Sean Nikkel, Senior Cyber Threat Intel Analyst at Digital Shadows, a San Francisco-based provider of digital risk protection solutions, says, “Organizations should pay attention to security recommendations and known tradecraft, as well as known exploited vulnerabilities, while also ensuring that affected software in the advisories is updated to current patched versions.” 

Nikkel adds, “The information can certainly help any organization because it gives them a chance to update and vet their signatures, talk to their vendors, and think about how they might be targeted. The only downside to any published indicators is that these represent observed attacks and may lead to a false sense of security. Meanwhile, the adversary changes their tactics or signatures in this ongoing cat-and-mouse game.”

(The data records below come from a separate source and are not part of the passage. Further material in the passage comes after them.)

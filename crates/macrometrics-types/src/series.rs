//! Time-indexed observation data.

use ndarray::{Array2, ArrayView1, ArrayView2};

use crate::{MacroError, Result, Timestamp};

/// Read-only view of a chronologically indexed sequence of observation vectors.
///
/// This is the contract a data collaborator must satisfy for a model to be
/// built on top of it. Every observation has the same dimension.
pub trait TimeSeries {
    /// Index type of the series.
    type Time: Timestamp;

    /// Number of observations.
    fn len(&self) -> usize;

    /// Number of variables per observation.
    fn dim(&self) -> usize;

    /// Timestamp of observation `index`.
    fn timestamp(&self, index: usize) -> Option<Self::Time>;

    /// Observation vector at `index`.
    fn observation(&self, index: usize) -> Option<ArrayView1<'_, f64>>;

    /// Returns true if the series holds no observations.
    fn is_empty(&self) -> bool {
        self.len() == 0
    }

    /// Iterates over the timestamps of rows `0..len()` in order, None for a
    /// row without one.
    fn timestamps(&self) -> impl Iterator<Item = Option<Self::Time>> + '_ {
        (0..self.len()).map(move |i| self.timestamp(i))
    }
}

/// A single timestamped observation borrowed from a [`TimeSeriesFrame`].
#[derive(Debug, Clone, Copy)]
pub struct Observation<'a, T> {
    /// Timestamp of the observation.
    pub timestamp: T,
    /// One value per variable.
    pub values: ArrayView1<'a, f64>,
}

/// In-memory time series: a timestamp index and a `(len, dim)` value matrix.
#[derive(Debug, Clone, PartialEq)]
pub struct TimeSeriesFrame<T> {
    index: Vec<T>,
    values: Array2<f64>,
}

impl<T: Timestamp> TimeSeriesFrame<T> {
    /// Creates a frame from an index and a matrix with one row per timestamp.
    ///
    /// # Errors
    ///
    /// Returns [`MacroError::DimensionMismatch`] if the row count differs
    /// from the index length, or [`MacroError::InvalidData`] if any value is
    /// not finite.
    pub fn new(index: Vec<T>, values: Array2<f64>) -> Result<Self> {
        if values.nrows() != index.len() {
            return Err(MacroError::dimension(
                "observation rows",
                index.len(),
                values.nrows(),
            ));
        }
        if let Some(((row, column), &value)) = values.indexed_iter().find(|(_, v)| !v.is_finite())
        {
            return Err(MacroError::InvalidData { row, column, value });
        }
        Ok(Self { index, values })
    }

    /// Creates a frame from `(timestamp, observation)` pairs of dimension `dim`.
    ///
    /// # Errors
    ///
    /// Returns [`MacroError::DimensionMismatch`] if any observation does not
    /// have `dim` values, or [`MacroError::InvalidData`] for non-finite values.
    pub fn from_observations<I, V>(dim: usize, observations: I) -> Result<Self>
    where
        I: IntoIterator<Item = (T, V)>,
        V: AsRef<[f64]>,
    {
        let mut index = Vec::new();
        let mut flat = Vec::new();
        for (timestamp, values) in observations {
            let values = values.as_ref();
            if values.len() != dim {
                return Err(MacroError::dimension("observation", dim, values.len()));
            }
            index.push(timestamp);
            flat.extend_from_slice(values);
        }
        let values = Array2::from_shape_vec((index.len(), dim), flat)
            .map_err(|_| MacroError::dimension("observation", dim, "ragged rows"))?;
        Self::new(index, values)
    }

    /// Returns the timestamp index.
    #[must_use]
    pub fn index(&self) -> &[T] {
        &self.index
    }

    /// Returns the `(len, dim)` value matrix.
    #[must_use]
    pub fn values(&self) -> ArrayView2<'_, f64> {
        self.values.view()
    }

    /// Iterates over the observations in chronological order.
    pub fn iter(&self) -> impl Iterator<Item = Observation<'_, T>> + '_ {
        self.index
            .iter()
            .zip(self.values.rows())
            .map(|(&timestamp, values)| Observation { timestamp, values })
    }
}

impl<T: Timestamp> TimeSeries for TimeSeriesFrame<T> {
    type Time = T;

    fn len(&self) -> usize {
        self.index.len()
    }

    fn dim(&self) -> usize {
        self.values.ncols()
    }

    fn timestamp(&self, index: usize) -> Option<T> {
        self.index.get(index).copied()
    }

    fn observation(&self, index: usize) -> Option<ArrayView1<'_, f64>> {
        (index < self.values.nrows()).then(|| self.values.row(index))
    }
}

#[cfg(test)]
mod tests {
    use super::*;
    use ndarray::array;

    #[test]
    fn test_frame_new() {
        let frame = TimeSeriesFrame::new(vec![0.0, 1.0, 2.0], array![[1.0, 2.0], [3.0, 4.0], [5.0, 6.0]])
            .unwrap();

        assert_eq!(frame.len(), 3);
        assert_eq!(frame.dim(), 2);
        assert_eq!(frame.timestamp(1), Some(1.0));
        assert_eq!(frame.observation(2).unwrap(), array![5.0, 6.0]);
        assert!(frame.observation(3).is_none());
    }

    #[test]
    fn test_frame_row_count_mismatch() {
        let result = TimeSeriesFrame::new(vec![0_i64, 1], array![[1.0], [2.0], [3.0]]);
        assert!(matches!(result, Err(MacroError::DimensionMismatch { .. })));
    }

    #[test]
    fn test_frame_rejects_nan() {
        let result = TimeSeriesFrame::new(vec![0_i64, 1], array![[1.0, 2.0], [f64::NAN, 3.0]]);
        match result {
            Err(MacroError::InvalidData { row, column, .. }) => {
                assert_eq!((row, column), (1, 0));
            }
            other => panic!("expected InvalidData, got {other:?}"),
        }
    }

    #[test]
    fn test_from_observations() {
        let frame = TimeSeriesFrame::from_observations(
            2,
            vec![(0_i64, vec![1.0, 2.0]), (1, vec![3.0, 4.0])],
        )
        .unwrap();
        assert_eq!(frame.values(), array![[1.0, 2.0], [3.0, 4.0]]);

        let ragged = TimeSeriesFrame::from_observations(2, vec![(0_i64, vec![1.0])]);
        assert!(ragged.is_err());
    }

    #[test]
    fn test_iter_and_timestamps() {
        let frame = TimeSeriesFrame::new(vec![10_i64, 20], array![[1.0], [2.0]]).unwrap();
        let stamps: Option<Vec<_>> = frame.timestamps().collect();
        assert_eq!(stamps, Some(vec![10, 20]));

        let last = frame.iter().last().unwrap();
        assert_eq!(last.timestamp, 20);
        assert_eq!(last.values[0], 2.0);
    }
}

Though the new advisories are not “saying anything new or not already known,” everything outlined could be mitigated with good hygiene and hardening of systems, says Joseph Neumann, Cyber Executive Advisor at Coalfire, a Westminster, Colorado-based provider of cybersecurity advisory services. “Organizations that are currently under attack are on the lower end of the maturity spectrum in their security posture. Basic things like enabling two-factor authentication on admin credentials, not allowing for remote logins from unknown IP addresses, or having a management VPN/backplane are common for any company with these tools. With the amount of time that has passed, most likely these adversaries have spread in the network and taken what they wanted or spread to another set of infrastructure.” 

Neumann adds, “These advisories fall short of providing Indicators or Compromise, and just speak to the Tactics, Techniques and procedures. These are helpful to a degree that allows administrators and defenders to know where to start their initial looks, but fall short of giving them data that they can plug into security tools to begin immediate automated remediations and mitigations.”